[REQUIREMENT]: Reproduce exactly the lines below, from the first through the one containing "impl std::fmt::Display for", and nothing more.

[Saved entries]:
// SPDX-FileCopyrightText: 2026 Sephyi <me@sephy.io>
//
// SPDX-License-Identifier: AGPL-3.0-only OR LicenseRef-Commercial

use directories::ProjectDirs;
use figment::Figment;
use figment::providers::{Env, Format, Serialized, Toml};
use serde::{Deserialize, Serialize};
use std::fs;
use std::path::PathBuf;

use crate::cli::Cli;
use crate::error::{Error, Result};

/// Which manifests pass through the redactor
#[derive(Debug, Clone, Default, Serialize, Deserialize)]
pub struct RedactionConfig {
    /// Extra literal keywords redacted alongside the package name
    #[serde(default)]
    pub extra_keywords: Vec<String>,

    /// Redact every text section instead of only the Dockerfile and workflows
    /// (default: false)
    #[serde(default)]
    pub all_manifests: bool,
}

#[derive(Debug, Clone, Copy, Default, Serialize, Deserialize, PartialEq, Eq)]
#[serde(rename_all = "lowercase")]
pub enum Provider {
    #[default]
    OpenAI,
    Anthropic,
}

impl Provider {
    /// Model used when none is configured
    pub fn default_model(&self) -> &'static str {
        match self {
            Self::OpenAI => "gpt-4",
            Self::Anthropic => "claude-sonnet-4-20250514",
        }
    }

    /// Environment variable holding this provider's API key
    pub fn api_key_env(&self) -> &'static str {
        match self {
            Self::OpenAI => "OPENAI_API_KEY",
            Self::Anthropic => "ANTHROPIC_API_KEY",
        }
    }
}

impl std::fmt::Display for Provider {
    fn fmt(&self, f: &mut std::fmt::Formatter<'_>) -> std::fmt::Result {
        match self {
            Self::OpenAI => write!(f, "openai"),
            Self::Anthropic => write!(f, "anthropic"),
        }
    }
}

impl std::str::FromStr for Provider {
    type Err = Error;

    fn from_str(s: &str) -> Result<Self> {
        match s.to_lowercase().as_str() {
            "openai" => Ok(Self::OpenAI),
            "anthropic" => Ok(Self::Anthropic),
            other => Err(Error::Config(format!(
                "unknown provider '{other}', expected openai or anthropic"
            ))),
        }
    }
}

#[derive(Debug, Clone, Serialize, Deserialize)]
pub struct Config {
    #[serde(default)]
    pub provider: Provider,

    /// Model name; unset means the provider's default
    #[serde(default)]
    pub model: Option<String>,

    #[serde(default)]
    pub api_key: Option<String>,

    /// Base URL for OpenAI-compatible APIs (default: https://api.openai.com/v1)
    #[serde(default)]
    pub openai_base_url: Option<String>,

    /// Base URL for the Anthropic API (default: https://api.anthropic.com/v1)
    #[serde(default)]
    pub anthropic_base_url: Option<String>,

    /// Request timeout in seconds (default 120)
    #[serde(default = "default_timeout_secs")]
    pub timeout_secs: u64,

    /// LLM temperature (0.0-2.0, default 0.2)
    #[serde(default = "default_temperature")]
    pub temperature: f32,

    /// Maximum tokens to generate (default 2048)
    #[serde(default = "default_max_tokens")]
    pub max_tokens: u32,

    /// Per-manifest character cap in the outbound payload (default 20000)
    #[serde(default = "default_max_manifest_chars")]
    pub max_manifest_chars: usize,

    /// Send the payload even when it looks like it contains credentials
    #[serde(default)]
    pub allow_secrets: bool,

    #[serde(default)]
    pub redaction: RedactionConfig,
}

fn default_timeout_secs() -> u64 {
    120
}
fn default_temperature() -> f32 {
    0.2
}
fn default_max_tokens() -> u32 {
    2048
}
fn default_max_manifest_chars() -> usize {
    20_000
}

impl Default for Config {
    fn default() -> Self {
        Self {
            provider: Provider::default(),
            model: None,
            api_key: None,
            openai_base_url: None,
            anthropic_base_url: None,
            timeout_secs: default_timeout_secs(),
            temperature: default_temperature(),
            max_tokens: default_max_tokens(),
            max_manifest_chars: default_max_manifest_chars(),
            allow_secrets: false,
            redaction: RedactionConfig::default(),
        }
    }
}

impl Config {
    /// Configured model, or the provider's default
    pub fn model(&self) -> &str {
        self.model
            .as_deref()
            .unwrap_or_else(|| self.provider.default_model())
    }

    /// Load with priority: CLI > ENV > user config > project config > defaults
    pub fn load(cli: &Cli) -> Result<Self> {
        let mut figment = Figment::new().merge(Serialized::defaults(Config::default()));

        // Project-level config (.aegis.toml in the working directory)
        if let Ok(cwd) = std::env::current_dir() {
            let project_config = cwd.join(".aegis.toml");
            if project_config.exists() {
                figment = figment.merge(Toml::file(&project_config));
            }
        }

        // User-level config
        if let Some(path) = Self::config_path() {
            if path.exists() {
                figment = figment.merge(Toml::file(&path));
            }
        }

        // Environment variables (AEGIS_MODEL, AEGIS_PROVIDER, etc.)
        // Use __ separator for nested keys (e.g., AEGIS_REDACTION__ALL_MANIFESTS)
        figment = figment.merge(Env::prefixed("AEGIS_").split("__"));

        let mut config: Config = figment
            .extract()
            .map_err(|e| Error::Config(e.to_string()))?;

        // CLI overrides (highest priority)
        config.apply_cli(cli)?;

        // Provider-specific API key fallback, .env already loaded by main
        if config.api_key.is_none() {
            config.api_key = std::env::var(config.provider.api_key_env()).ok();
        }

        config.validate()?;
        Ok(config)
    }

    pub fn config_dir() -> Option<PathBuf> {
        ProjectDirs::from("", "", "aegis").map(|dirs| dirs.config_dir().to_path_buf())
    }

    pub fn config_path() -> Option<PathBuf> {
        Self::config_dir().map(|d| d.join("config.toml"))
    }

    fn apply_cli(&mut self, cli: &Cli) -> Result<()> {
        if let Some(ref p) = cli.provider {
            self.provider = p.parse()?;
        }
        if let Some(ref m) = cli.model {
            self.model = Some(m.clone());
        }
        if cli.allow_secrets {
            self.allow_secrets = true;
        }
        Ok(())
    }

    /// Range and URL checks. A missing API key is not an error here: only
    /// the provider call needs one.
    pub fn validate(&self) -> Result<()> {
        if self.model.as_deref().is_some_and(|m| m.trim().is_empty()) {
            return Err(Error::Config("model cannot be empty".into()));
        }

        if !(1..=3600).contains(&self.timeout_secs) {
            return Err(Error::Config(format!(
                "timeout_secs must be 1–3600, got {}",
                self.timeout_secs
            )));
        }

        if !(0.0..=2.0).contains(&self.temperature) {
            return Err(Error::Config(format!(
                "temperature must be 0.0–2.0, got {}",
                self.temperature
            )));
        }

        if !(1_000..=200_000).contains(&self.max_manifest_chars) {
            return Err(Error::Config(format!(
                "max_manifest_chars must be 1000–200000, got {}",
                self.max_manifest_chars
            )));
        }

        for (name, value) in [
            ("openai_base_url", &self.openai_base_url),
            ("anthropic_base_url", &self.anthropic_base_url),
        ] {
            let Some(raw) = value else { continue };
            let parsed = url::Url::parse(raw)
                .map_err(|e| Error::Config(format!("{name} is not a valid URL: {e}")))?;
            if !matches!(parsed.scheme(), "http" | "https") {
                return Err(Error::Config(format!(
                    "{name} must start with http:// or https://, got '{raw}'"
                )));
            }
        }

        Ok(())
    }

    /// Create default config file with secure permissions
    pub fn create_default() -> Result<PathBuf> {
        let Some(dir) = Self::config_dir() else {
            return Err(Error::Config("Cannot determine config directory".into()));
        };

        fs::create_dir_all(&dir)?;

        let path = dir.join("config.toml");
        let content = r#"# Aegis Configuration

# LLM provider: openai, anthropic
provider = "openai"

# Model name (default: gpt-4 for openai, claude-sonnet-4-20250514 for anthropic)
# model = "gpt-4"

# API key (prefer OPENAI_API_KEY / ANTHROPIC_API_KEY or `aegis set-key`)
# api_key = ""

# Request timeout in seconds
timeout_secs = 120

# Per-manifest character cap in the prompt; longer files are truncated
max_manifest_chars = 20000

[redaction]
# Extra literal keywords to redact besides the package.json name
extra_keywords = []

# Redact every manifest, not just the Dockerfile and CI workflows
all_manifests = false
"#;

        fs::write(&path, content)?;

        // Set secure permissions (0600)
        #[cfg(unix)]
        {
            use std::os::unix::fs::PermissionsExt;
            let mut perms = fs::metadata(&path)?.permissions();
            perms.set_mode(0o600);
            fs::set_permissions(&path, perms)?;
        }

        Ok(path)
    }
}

[RESULT]:
// SPDX-FileCopyrightText: 2026 Sephyi <me@sephy.io>
//
// SPDX-License-Identifier: AGPL-3.0-only OR LicenseRef-Commercial

use directories::ProjectDirs;
use figment::Figment;
use figment::providers::{Env, Format, Serialized, Toml};
use serde::{Deserialize, Serialize};
use std::fs;
use std::path::PathBuf;

use crate::cli::Cli;
use crate::error::{Error, Result};

/// Which manifests pass through the redactor
#[derive(Debug, Clone, Default, Serialize, Deserialize)]
pub struct RedactionConfig {
    /// Extra literal keywords redacted alongside the package name
    #[serde(default)]
    pub extra_keywords: Vec<String>,

    /// Redact every text section instead of only the Dockerfile and workflows
    /// (default: false)
    #[serde(default)]
    pub all_manifests: bool,
}

#[derive(Debug, Clone, Copy, Default, Serialize, Deserialize, PartialEq, Eq)]
#[serde(rename_all = "lowercase")]
pub enum Provider {
    #[default]
    OpenAI,
    Anthropic,
}

impl Provider {
    /// Model used when none is configured
    pub fn default_model(&self) -> &'static str {
        match self {
            Self::OpenAI => "gpt-4",
            Self::Anthropic => "claude-sonnet-4-20250514",
        }
    }

    /// Environment variable holding this provider's API key
    pub fn api_key_env(&self) -> &'static str {
        match self {
            Self::OpenAI => "OPENAI_API_KEY",
            Self::Anthropic => "ANTHROPIC_API_KEY",
        }
    }
}

impl std::fmt::Display for Provider {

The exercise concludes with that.